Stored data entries

━━━━

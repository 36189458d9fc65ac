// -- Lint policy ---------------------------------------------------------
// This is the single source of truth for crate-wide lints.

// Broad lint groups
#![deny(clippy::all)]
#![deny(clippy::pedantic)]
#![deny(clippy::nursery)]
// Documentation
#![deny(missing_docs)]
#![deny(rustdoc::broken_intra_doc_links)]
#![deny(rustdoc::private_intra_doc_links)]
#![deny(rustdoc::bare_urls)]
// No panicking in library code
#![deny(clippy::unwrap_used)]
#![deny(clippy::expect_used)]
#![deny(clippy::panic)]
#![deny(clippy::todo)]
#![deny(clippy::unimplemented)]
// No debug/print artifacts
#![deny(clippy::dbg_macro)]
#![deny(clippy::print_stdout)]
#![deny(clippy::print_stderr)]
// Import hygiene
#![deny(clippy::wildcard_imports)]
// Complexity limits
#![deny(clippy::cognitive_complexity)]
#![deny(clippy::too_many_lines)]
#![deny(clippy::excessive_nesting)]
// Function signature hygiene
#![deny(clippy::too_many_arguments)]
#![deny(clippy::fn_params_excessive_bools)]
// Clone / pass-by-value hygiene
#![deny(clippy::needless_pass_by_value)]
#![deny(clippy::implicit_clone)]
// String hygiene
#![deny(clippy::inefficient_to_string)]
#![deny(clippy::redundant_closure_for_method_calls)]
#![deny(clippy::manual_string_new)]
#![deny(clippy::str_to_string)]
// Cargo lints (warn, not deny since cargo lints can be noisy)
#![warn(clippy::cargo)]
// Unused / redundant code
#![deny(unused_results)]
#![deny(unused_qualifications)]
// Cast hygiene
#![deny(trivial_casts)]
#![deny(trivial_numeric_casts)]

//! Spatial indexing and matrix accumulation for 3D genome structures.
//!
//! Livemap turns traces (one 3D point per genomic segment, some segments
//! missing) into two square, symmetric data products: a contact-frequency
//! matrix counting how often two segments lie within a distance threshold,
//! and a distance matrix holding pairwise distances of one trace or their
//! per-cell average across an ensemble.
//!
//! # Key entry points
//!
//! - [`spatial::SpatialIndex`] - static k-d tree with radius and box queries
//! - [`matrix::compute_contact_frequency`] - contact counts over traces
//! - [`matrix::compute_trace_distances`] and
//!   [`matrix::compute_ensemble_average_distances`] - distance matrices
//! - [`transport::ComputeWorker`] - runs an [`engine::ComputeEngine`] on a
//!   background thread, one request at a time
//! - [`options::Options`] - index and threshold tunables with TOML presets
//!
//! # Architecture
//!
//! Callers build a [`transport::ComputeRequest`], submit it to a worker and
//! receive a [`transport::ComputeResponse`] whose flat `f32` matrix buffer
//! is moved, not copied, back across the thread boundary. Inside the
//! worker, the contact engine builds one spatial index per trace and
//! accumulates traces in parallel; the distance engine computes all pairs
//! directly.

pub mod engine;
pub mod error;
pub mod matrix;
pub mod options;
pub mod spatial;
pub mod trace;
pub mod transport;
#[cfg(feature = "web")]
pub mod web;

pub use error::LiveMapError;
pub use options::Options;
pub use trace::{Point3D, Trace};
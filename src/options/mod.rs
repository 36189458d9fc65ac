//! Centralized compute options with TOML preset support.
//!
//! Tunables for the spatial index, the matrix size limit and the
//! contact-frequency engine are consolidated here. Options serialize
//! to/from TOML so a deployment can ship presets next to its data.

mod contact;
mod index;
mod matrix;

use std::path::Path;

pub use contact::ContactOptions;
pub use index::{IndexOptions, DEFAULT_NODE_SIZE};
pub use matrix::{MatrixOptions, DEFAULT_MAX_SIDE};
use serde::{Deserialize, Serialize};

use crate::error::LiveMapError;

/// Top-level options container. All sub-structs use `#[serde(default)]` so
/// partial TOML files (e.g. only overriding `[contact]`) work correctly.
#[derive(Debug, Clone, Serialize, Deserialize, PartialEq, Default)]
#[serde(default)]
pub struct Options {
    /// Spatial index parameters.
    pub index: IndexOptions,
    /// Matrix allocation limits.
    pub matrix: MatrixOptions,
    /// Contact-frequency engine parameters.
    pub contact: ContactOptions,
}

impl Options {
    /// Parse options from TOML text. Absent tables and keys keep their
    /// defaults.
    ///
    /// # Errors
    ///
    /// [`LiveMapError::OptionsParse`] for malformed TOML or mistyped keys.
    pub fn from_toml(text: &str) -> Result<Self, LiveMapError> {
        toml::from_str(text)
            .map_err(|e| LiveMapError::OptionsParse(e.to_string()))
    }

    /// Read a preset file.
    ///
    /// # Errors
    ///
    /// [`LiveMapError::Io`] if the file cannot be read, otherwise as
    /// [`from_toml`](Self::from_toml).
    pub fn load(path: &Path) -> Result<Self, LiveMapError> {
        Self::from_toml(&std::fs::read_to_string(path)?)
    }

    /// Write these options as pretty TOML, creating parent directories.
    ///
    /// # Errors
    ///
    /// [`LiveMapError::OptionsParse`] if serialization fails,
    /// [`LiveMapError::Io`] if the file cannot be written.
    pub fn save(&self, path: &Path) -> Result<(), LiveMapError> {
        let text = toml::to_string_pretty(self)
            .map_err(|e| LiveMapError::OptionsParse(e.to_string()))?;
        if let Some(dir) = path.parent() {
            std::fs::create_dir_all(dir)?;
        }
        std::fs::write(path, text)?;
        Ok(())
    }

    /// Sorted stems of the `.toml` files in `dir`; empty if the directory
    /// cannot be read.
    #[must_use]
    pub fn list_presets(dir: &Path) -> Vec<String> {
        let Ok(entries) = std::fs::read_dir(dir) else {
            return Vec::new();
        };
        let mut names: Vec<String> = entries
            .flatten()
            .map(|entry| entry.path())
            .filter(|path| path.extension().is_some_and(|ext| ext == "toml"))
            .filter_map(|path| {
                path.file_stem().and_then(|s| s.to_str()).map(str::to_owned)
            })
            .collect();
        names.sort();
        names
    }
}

━━━━

> _Problem statement_: Retyping the data above exactly and in full is the task.

> _Result for this exercise_:
repository 36189458d9fc65ac
// -- Lint policy ---------------------------------------------------------
// This is the single source of truth for crate-wide lints.

// Broad lint groups
#![deny(clippy::all)]
#![deny(clippy::pedantic)]
#![deny(clippy::nursery)]
// Documentation
#![deny(missing_docs)]
#![deny(rustdoc::broken_intra_doc_links)]
#![deny(rustdoc::private_intra_doc_links)]
#![deny(rustdoc::bare_urls)]
// No panicking in library code
#![deny(clippy::unwrap_used)]
#![deny(clippy::expect_used)]
#![deny(clippy::panic)]
#![deny(clippy::todo)]
#![deny(clippy::unimplemented)]
// No debug/print artifacts
#![deny(clippy::dbg_macro)]
#![deny(clippy::print_stdout)]
#![deny(clippy::print_stderr)]
// Import hygiene
#![deny(clippy::wildcard_imports)]
// Complexity limits
#![deny(clippy::cognitive_complexity)]
#![deny(clippy::too_many_lines)]
#![deny(clippy::excessive_nesting)]
// Function signature hygiene
#![deny(clippy::too_many_arguments)]
#![deny(clippy::fn_params_excessive_bools)]
// Clone / pass-by-value hygiene
#![deny(clippy::needless_pass_by_value)]
#![deny(clippy::implicit_clone)]
// String hygiene
#![deny(clippy::inefficient_to_string)]
#![deny(clippy::redundant_closure_for_method_calls)]
#![deny(clippy::manual_string_new)]
#![deny(clippy::str_to_string)]
// Cargo lints (warn, not deny since cargo lints can be noisy)
#![warn(clippy::cargo)]
// Unused / redundant code
#![deny(unused_results)]
#![deny(unused_qualifications)]
// Cast hygiene
#![deny(trivial_casts)]
#![deny(trivial_numeric_casts)]

//! Spatial indexing and matrix accumulation for 3D genome structures.
//!
//! Livemap turns traces (one 3D point per genomic segment, some segments
//! missing) into two square, symmetric data products: a contact-frequency
//! matrix counting how often two segments lie within a distance threshold,
//! and a distance matrix holding pairwise distances of one trace or their
//! per-cell average across an ensemble.
//!
//! # Key entry points
//!
//! - [`spatial::SpatialIndex`] - static k-d tree with radius and box queries
//! - [`matrix::compute_contact_frequency`] - contact counts over traces
//! - [`matrix::compute_trace_distances`] and
//!   [`matrix::compute_ensemble_average_distances`] - distance matrices
//! - [`transport::ComputeWorker`] - runs an [`engine::ComputeEngine`] on a
//!   background thread, one request at a time
//! - [`options::Options`] - index and threshold tunables with TOML presets
//!
//! # Architecture
//!
//! Callers build a [`transport::ComputeRequest`], submit it to a worker and
//! receive a [`transport::ComputeResponse`] whose flat `f32` matrix buffer
//! is moved, not copied, back across the thread boundary. Inside the
//! worker, the contact engine builds one spatial index per trace and
//! accumulates traces in parallel; the distance engine computes all pairs
//! directly.

pub mod engine;
pub mod error;
pub mod matrix;
pub mod options;
pub mod spatial;
pub mod trace;
pub mod transport;
#[cfg(feature = "web")]
pub mod web;

pub use error::LiveMapError;
pub use options::Options;
pub use trace::{Point3D, Trace};
filename src/options/mod.rs
repository 36189458d9fc65ac
//! Centralized compute options with TOML preset support.
//!
//! Tunables for the spatial index, the matrix size limit and the
//! contact-frequency engine are consolidated here. Options serialize
//! to/from TOML so a deployment can ship presets next to its data.

mod contact;
mod index;
mod matrix;

use std::path::Path;

pub use contact::ContactOptions;
pub use index::{IndexOptions, DEFAULT_NODE_SIZE};
pub use matrix::{MatrixOptions, DEFAULT_MAX_SIDE};
use serde::{Deserialize, Serialize};

use crate::error::LiveMapError;

/// Top-level options container. All sub-structs use `#[serde(default)]` so
/// partial TOML files (e.g. only overriding `[contact]`) work correctly.
#[derive(Debug, Clone, Serialize, Deserialize, PartialEq, Default)]
#[serde(default)]
pub struct Options {
    /// Spatial index parameters.
    pub index: IndexOptions,
    /// Matrix allocation limits.
    pub matrix: MatrixOptions,
    /// Contact-frequency engine parameters.
    pub contact: ContactOptions,
}

impl Options {
    /// Parse options from TOML text. Absent tables and keys keep their
    /// defaults.
    ///
    /// # Errors
    ///
    /// [`LiveMapError::OptionsParse`] for malformed TOML or mistyped keys.
    pub fn from_toml(text: &str) -> Result<Self, LiveMapError> {
        toml::from_str(text)
            .map_err(|e| LiveMapError::OptionsParse(e.to_string()))
    }

    /// Read a preset file.
    ///
    /// # Errors
    ///
    /// [`LiveMapError::Io`] if the file cannot be read, otherwise as
    /// [`from_toml`](Self::from_toml).
    pub fn load(path: &Path) -> Result<Self, LiveMapError> {
        Self::from_toml(&std::fs::read_to_string(path)?)
    }

    /// Write these options as pretty TOML, creating parent directories.
    ///
    /// # Errors
    ///
    /// [`LiveMapError::OptionsParse`] if serialization fails,
    /// [`LiveMapError::Io`] if the file cannot be written.
    pub fn save(&self, path: &Path) -> Result<(), LiveMapError> {
        let text = toml::to_string_pretty(self)
            .map_err(|e| LiveMapError::OptionsParse(e.to_string()))?;
        if let Some(dir) = path.parent() {
            std::fs::create_dir_all(dir)?;
        }
        std::fs::write(path, text)?;
        Ok(())
    }

    /// Sorted stems of the `.toml` files in `dir`; empty if the directory
    /// cannot be read.
    #[must_use]
    pub fn list_presets(dir: &Path) -> Vec<String> {
        let Ok(entries) = std::fs::read_dir(dir) else {
            return Vec::new();
        };
        let mut names: Vec<String> = entries
            .flatten()
            .map(|entry| entry.path())
            .filter(|path| path.extension().is_some_and(|ext| ext == "toml"))
            .filter_map(|path| {
                path.file_stem().and_then(|s| s.to_str()).map(str::to_owned)
            })
            .collect();
        names.sort();
        names
    }
}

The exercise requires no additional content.